While three of those hoping to be in Papua New Guinea were instrumental in the Nittany Lions’ stonewall defense last season, perhaps the biggest loss comes in the form of Ogle, a would-be junior who started every match of her first two seasons on campus. But Williams has taken to her increased leadership role in the midfield alongside Driesse and redshirt junior Salina Williford and it’s been evident in her strong play all season.
“She’s creative as it gets,” Dambach said at Fall Sports Media Day earlier this season. “And she’s two-footed, shifty, and it’s tough to tackle her. You’ve gotta chase her down to tackle her and that’s not easy to do. Typically, when you see her dispossessed, it’s because there’s three players around her.
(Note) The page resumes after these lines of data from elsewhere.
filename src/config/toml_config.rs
use crate::core::batch::BatchOptions;
use crate::domain::model::ShippingMethod;
use crate::utils::error::{BatchError, Result};
use serde::{Deserialize, Serialize};
use std::path::Path;
use std::time::Duration;

/// Optional batch-options file. Every field is optional; unset fields keep
/// the CLI/default values.
#[derive(Debug, Clone, Default, Serialize, Deserialize)]
pub struct BatchFileConfig {
    pub batch: Option<BatchSection>,
}

#[derive(Debug, Clone, Default, Serialize, Deserialize)]
pub struct BatchSection {
    pub shipping_method: Option<ShippingMethod>,
    pub calculate_duties: Option<bool>,
    pub include_mpf: Option<bool>,
    pub include_hmf: Option<bool>,
    pub row_delay_ms: Option<u64>,
}

impl BatchFileConfig {
    pub fn from_file(path: &Path) -> Result<Self> {
        let content = std::fs::read_to_string(path)?;
        toml::from_str(&content).map_err(|e| BatchError::Config {
            message: format!("failed to parse {}: {e}", path.display()),
        })
    }

    /// Layer this file's settings over a base set of options.
    pub fn apply(&self, mut options: BatchOptions) -> BatchOptions {
        if let Some(batch) = &self.batch {
            if let Some(method) = batch.shipping_method {
                options.shipping_method = method;
            }
            if let Some(v) = batch.calculate_duties {
                options.calculate_duties = v;
            }
            if let Some(v) = batch.include_mpf {
                options.include_mpf = v;
            }
            if let Some(v) = batch.include_hmf {
                options.include_hmf = v;
            }
            if let Some(ms) = batch.row_delay_ms {
                options.row_delay = if ms > 0 {
                    Some(Duration::from_millis(ms))
                } else {
                    None
                };
            }
        }
        options
    }
}
use anyhow::Context;
use clap::Parser;
use tariff_etl::domain::ports::Classifier;
use tariff_etl::utils::{logger, validation::Validate};
use tariff_etl::{csv_source, BatchEngine, CliConfig, HttpClassifier, LocalStorage};

#[tokio::main]
async fn main() -> anyhow::Result<()> {
    let config = CliConfig::parse();

    logger::init_cli_logger(config.verbose);

    tracing::info!("Starting tariff-etl batch run");
    if config.verbose {
        tracing::debug!("CLI config: {:?}", config);
    }

    if let Err(e) = config.validate() {
        tracing::error!("Configuration validation failed: {}", e);
        eprintln!("❌ {}", e);
        std::process::exit(1);
    }

    let options = config.batch_options()?;

    let input = std::fs::read(&config.input)
        .with_context(|| format!("failed to read input file {}", config.input))?;
    let table = csv_source::read_csv(&input)?;
    tracing::info!(
        "Loaded {} rows x {} columns from {}",
        table.rows.len(),
        table.headers.len(),
        config.input
    );

    let primary = HttpClassifier::new(config.classifier_endpoint.clone());
    let fallback = config
        .fallback_endpoint
        .clone()
        .map(HttpClassifier::new);
    let fallback_ref = fallback.as_ref().map(|f| f as &dyn Classifier);

    let storage = LocalStorage::new(config.output_path.clone());
    let engine = BatchEngine::new(storage);

    let mut progress = |i: usize, n: usize, label: &str| {
        tracing::info!("[{}/{}] {}", i, n, label);
    };

    match engine
        .run(&table, &primary, fallback_ref, options, &mut progress)
        .await
    {
        Ok(outcome) => {
            tracing::info!("Batch completed successfully");
            println!(
                "✅ Processed {} products ({} failed)",
                outcome.rows_total, outcome.rows_failed
            );
            println!(
                "   Total customs value: ${:.2} | total fees: ${:.2} | avg effective rate: {:.2}%",
                outcome.summary.total_customs_value,
                outcome.summary.total_fees,
                outcome.summary.average_effective_rate
            );
            println!(
                "📁 Results archive: {}/{}",
                config.output_path, outcome.archive_path
            );
        }
        Err(e) => {
            tracing::error!("Batch failed: {}", e);
            eprintln!("❌ {}", e);
            std::process::exit(1);
        }
    }

    Ok(())
}
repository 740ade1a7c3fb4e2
pub mod model;
pub mod ports;
use tracing_subscriber::{layer::SubscriberExt, util::SubscriberInitExt, EnvFilter};

pub fn init_cli_logger(verbose: bool) {
    let filter = if verbose {
        EnvFilter::try_from_default_env()
            .unwrap_or_else(|_| EnvFilter::new("tariff_etl=debug,info"))
    } else {
        EnvFilter::try_from_default_env().unwrap_or_else(|_| EnvFilter::new("tariff_etl=info"))
    };

    tracing_subscriber::registry()
        .with(filter)
        .with(
            tracing_subscriber::fmt::layer()
                .with_target(false)
                .with_thread_ids(false)
                .with_file(false)
                .with_line_number(false)
                .compact(),
        )
        .init();
}
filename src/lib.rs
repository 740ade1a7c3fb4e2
pub mod adapters;
pub mod config;
pub mod core;
pub mod domain;
pub mod utils;

pub use adapters::csv_source;
pub use adapters::http_classifier::HttpClassifier;
pub use adapters::local_storage::LocalStorage;
pub use config::CliConfig;
pub use core::batch::{BatchOptions, BatchRunner};
pub use core::duty::DutyFeeCalculator;
pub use core::engine::BatchEngine;
pub use core::orchestrator::ClassificationOrchestrator;
pub use core::schema::SchemaMapper;
pub use utils::error::{BatchError, Result};
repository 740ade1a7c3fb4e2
pub mod batch;
pub mod confidence;
pub mod duty;
pub mod engine;
pub mod orchestrator;
pub mod schema;
pub mod summary;

pub use crate::domain::model::{
    BatchOutcome, BatchRow, BatchSummary, CanonicalTable, ClassificationResult, DutyBreakdown,
    MappingReport, ProductRecord, RawTable, ShippingMethod,
};
pub use crate::domain::ports::{Classifier, Storage};
pub use crate::utils::error::Result;
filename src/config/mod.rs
pub mod toml_config;

use crate::core::batch::BatchOptions;
use crate::domain::model::ShippingMethod;
use crate::utils::error::Result;
use crate::utils::validation::{
    validate_non_empty_string, validate_path, validate_range, validate_url, Validate,
};
use clap::Parser;
use std::time::Duration;
use toml_config::BatchFileConfig;

#[derive(Debug, Clone, Parser)]
#[command(name = "tariff-etl")]
#[command(about = "Batch tariff classification and import duty estimation")]
pub struct CliConfig {
    /// CSV file with the products to classify.
    #[arg(long)]
    pub input: String,

    #[arg(long, default_value = "./output")]
    pub output_path: String,

    /// Primary classification service endpoint.
    #[arg(long)]
    pub classifier_endpoint: String,

    /// Fallback analyzer endpoint; omit to disable fallback routing.
    #[arg(long)]
    pub fallback_endpoint: Option<String>,

    /// Defaults to sea unless overridden here or in the options file.
    #[arg(long, value_enum)]
    pub shipping_method: Option<ShippingMethod>,

    /// Skip the merchandise processing fee.
    #[arg(long)]
    pub no_mpf: bool,

    /// Skip the harbor maintenance fee.
    #[arg(long)]
    pub no_hmf: bool,

    /// Classify only; do not estimate duties.
    #[arg(long)]
    pub skip_duties: bool,

    /// Pause between rows in milliseconds, to stay friendly with classifier
    /// rate limits. 0 disables the pause.
    #[arg(long)]
    pub row_delay_ms: Option<u64>,

    /// Optional TOML file with batch options (CLI flags win).
    #[arg(long)]
    pub options: Option<String>,

    #[arg(long, help = "Enable verbose output")]
    pub verbose: bool,
}

impl CliConfig {
    /// Resolve the effective batch options: defaults, then the options
    /// file, then explicit CLI flags.
    pub fn batch_options(&self) -> Result<BatchOptions> {
        let mut options = BatchOptions::default();

        if let Some(path) = &self.options {
            let file = BatchFileConfig::from_file(std::path::Path::new(path))?;
            options = file.apply(options);
        }

        if let Some(method) = self.shipping_method {
            options.shipping_method = method;
        }
        if self.skip_duties {
            options.calculate_duties = false;
        }
        if self.no_mpf {
            options.include_mpf = false;
        }
        if self.no_hmf {
            options.include_hmf = false;
        }
        if let Some(ms) = self.row_delay_ms {
            options.row_delay = if ms > 0 {
                Some(Duration::from_millis(ms))
            } else {
                None
            };
        }

        Ok(options)
    }
}

impl Validate for CliConfig {
    fn validate(&self) -> Result<()> {
        validate_non_empty_string("input", &self.input)?;
        validate_path("input", &self.input)?;
        validate_path("output_path", &self.output_path)?;
        validate_url("classifier_endpoint", &self.classifier_endpoint)?;
        if let Some(endpoint) = &self.fallback_endpoint {
            validate_url("fallback_endpoint", endpoint)?;
        }
        if let Some(ms) = self.row_delay_ms {
            validate_range("row_delay_ms", ms, 0, 60_000)?;
        }
        Ok(())
    }
}
pub mod csv_source;
pub mod http_classifier;
pub mod local_storage;
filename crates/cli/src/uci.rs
//! UCI protocol loop. Only protocol lines go to `out`; diagnostics go through
//! `tracing`, which writes to stderr.

use std::io::{BufRead, Write};

use anyhow::{bail, Context, Result};
use chess_core::{Engine, Game, RulesEngine};
use minimax_engine::MAX_DEPTH;
use tracing::{debug, warn};

/// Builds the game a `position` command describes.
///
/// `args` is everything after the word `position`:
/// `startpos [moves ...]` or `fen <6 fields> [moves ...]`.
pub fn parse_position(args: &[&str]) -> Result<Game> {
    let moves_at = args.iter().position(|&t| t == "moves").unwrap_or(args.len());
    let mut game = match args.first() {
        Some(&"startpos") => Game::new(),
        Some(&"fen") => {
            let fen = args[1..moves_at].join(" ");
            Game::from_fen(&fen).with_context(|| format!("invalid FEN {fen:?}"))?
        }
        Some(other) => bail!("expected startpos or fen, got {other:?}"),
        None => bail!("empty position command"),
    };

    for text in args.iter().skip(moves_at + 1) {
        game.play_uci(text).with_context(|| format!("move {text}"))?;
    }
    Ok(game)
}

/// `setoption name <name...> value <value...>`
fn parse_setoption(parts: &[&str]) -> Option<(String, String)> {
    let name_at = parts.iter().position(|&x| x == "name")?;
    let value_at = parts.iter().position(|&x| x == "value")?;
    if value_at <= name_at {
        return None;
    }
    let name = parts[name_at + 1..value_at].join(" ");
    let value = parts[value_at + 1..].join(" ");
    Some((name, value))
}

pub fn run<I, O, E>(input: I, out: &mut O, engine: &mut E, depth: u8) -> Result<()>
where
    I: BufRead,
    O: Write,
    E: Engine + ?Sized,
{
    let mut game = Game::new();

    for line in input.lines() {
        let line = line?;
        let parts: Vec<&str> = line.split_whitespace().collect();
        let Some(&cmd) = parts.first() else {
            continue;
        };

        match cmd {
            "uci" => {
                writeln!(out, "id name {}", engine.name())?;
                writeln!(out, "id author {}", engine.author())?;
                writeln!(out, "option name Depth type spin default {depth} min 1 max {MAX_DEPTH}")?;
                writeln!(out, "uciok")?;
            }
            "isready" => writeln!(out, "readyok")?,
            "setoption" => match parse_setoption(&parts) {
                Some((name, value)) => {
                    if !engine.set_option(&name, &value) {
                        warn!(name = %name, value = %value, "unsupported option");
                    }
                }
                None => warn!(line = %line, "malformed setoption"),
            },
            "ucinewgame" => {
                game = Game::new();
                engine.new_game();
            }
            "position" => match parse_position(&parts[1..]) {
                Ok(g) => game = g,
                Err(e) => warn!(error = %format!("{e:#}"), "position rejected, keeping the previous one"),
            },
            "go" => {
                let result = engine.select_move(&mut game);
                writeln!(
                    out,
                    "info depth {} score cp {} nodes {}",
                    result.depth, result.score, result.nodes
                )?;
                match result.best_move {
                    Some(mv) => writeln!(out, "bestmove {mv}")?,
                    None => writeln!(out, "bestmove 0000")?,
                }
            }
            "quit" => break,
            _ => debug!(line = %line, "ignored"),
        }
        out.flush().context("writing to stdout")?;
    }

    Ok(())
}

#[cfg(test)]
#[path = "uci_tests.rs"]
mod uci_tests;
“She’s got a tremendous upside. She was a skier in high school (at Vermont’s Burke Mountain Academy), so she’s just figuring out playing year-round for the first time in her life, and she’s only going to get better.”
Her dad Sandy Williams competed in the 1988 Winter Olympics and a pair of world championships with the U.S. Ski Team. Charlotte scored 47 goals and dished out 25 assists during a decorated career at Brighton High School in Rochester, much like the legendary local feats of Abby Wambach, who she followed closely growing up.
“She was definitely one of my idols, she lives about five minutes away from my house,” Williams said. “I grew up playing against the high school she went to (Our Lady of Mercy), so she’s a big-time name in Rochester. I used to go to her Flash games, she definitely inspires me.”